Records from a data collection:
__________
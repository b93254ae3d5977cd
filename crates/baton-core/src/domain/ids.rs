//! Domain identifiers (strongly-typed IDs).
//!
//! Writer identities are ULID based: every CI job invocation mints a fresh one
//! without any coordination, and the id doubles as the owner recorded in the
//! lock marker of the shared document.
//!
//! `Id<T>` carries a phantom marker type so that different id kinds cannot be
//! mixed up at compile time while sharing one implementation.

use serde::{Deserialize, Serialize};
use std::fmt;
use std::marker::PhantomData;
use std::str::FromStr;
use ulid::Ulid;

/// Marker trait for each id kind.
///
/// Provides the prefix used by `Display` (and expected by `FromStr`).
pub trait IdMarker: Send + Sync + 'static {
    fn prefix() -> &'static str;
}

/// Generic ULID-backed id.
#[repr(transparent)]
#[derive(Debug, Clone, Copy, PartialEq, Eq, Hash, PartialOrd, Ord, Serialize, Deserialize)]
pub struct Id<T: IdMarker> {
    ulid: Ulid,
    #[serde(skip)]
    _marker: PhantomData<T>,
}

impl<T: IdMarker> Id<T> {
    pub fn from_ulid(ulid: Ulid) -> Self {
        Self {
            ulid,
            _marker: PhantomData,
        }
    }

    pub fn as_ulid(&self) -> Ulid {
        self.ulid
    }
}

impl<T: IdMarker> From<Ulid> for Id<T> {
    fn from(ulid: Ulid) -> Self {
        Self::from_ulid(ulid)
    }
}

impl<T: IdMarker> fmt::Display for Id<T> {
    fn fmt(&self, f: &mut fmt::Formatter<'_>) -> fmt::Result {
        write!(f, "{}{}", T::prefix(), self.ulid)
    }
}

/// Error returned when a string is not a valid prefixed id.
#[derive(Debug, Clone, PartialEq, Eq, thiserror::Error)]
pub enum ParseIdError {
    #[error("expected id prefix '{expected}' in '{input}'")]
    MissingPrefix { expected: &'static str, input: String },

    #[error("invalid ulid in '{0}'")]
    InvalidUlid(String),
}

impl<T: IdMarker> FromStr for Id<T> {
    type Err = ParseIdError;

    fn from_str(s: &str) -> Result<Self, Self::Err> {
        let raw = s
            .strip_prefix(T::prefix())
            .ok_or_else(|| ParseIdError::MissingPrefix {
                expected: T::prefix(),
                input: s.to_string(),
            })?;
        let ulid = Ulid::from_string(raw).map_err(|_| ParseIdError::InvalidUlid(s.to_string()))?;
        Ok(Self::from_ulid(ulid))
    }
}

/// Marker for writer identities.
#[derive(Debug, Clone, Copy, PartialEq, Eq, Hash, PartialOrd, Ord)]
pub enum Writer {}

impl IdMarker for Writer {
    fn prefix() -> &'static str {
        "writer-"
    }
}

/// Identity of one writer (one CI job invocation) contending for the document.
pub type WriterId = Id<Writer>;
__________
**Work to be completed:**
Could every entry above be printed again, word for word?

**Solution to the problem:**
repository b93254ae3d5977cd
filename crates/baton-core/src/domain/ids.rs
//! Domain identifiers (strongly-typed IDs).
//!
//! Writer identities are ULID based: every CI job invocation mints a fresh one
//! without any coordination, and the id doubles as the owner recorded in the
//! lock marker of the shared document.
//!
//! `Id<T>` carries a phantom marker type so that different id kinds cannot be
//! mixed up at compile time while sharing one implementation.

use serde::{Deserialize, Serialize};
use std::fmt;
use std::marker::PhantomData;
use std::str::FromStr;
use ulid::Ulid;

/// Marker trait for each id kind.
///
/// Provides the prefix used by `Display` (and expected by `FromStr`).
pub trait IdMarker: Send + Sync + 'static {
    fn prefix() -> &'static str;
}

/// Generic ULID-backed id.
#[repr(transparent)]
#[derive(Debug, Clone, Copy, PartialEq, Eq, Hash, PartialOrd, Ord, Serialize, Deserialize)]
pub struct Id<T: IdMarker> {
    ulid: Ulid,
    #[serde(skip)]
    _marker: PhantomData<T>,
}

impl<T: IdMarker> Id<T> {
    pub fn from_ulid(ulid: Ulid) -> Self {
        Self {
            ulid,
            _marker: PhantomData,
        }
    }

    pub fn as_ulid(&self) -> Ulid {
        self.ulid
    }
}

impl<T: IdMarker> From<Ulid> for Id<T> {
    fn from(ulid: Ulid) -> Self {
        Self::from_ulid(ulid)
    }
}

impl<T: IdMarker> fmt::Display for Id<T> {
    fn fmt(&self, f: &mut fmt::Formatter<'_>) -> fmt::Result {
        write!(f, "{}{}", T::prefix(), self.ulid)
    }
}

/// Error returned when a string is not a valid prefixed id.
#[derive(Debug, Clone, PartialEq, Eq, thiserror::Error)]
pub enum ParseIdError {
    #[error("expected id prefix '{expected}' in '{input}'")]
    MissingPrefix { expected: &'static str, input: String },

    #[error("invalid ulid in '{0}'")]
    InvalidUlid(String),
}

impl<T: IdMarker> FromStr for Id<T> {
    type Err = ParseIdError;

    fn from_str(s: &str) -> Result<Self, Self::Err> {
        let raw = s
            .strip_prefix(T::prefix())
            .ok_or_else(|| ParseIdError::MissingPrefix {
                expected: T::prefix(),
                input: s.to_string(),
            })?;
        let ulid = Ulid::from_string(raw).map_err(|_| ParseIdError::InvalidUlid(s.to_string()))?;
        Ok(Self::from_ulid(ulid))
    }
}

/// Marker for writer identities.
#[derive(Debug, Clone, Copy, PartialEq, Eq, Hash, PartialOrd, Ord)]
pub enum Writer {}

impl IdMarker for Writer {
    fn prefix() -> &'static str {
        "writer-"
    }
}

/// Identity of one writer (one CI job invocation) contending for the document.
pub type WriterId = Id<Writer>;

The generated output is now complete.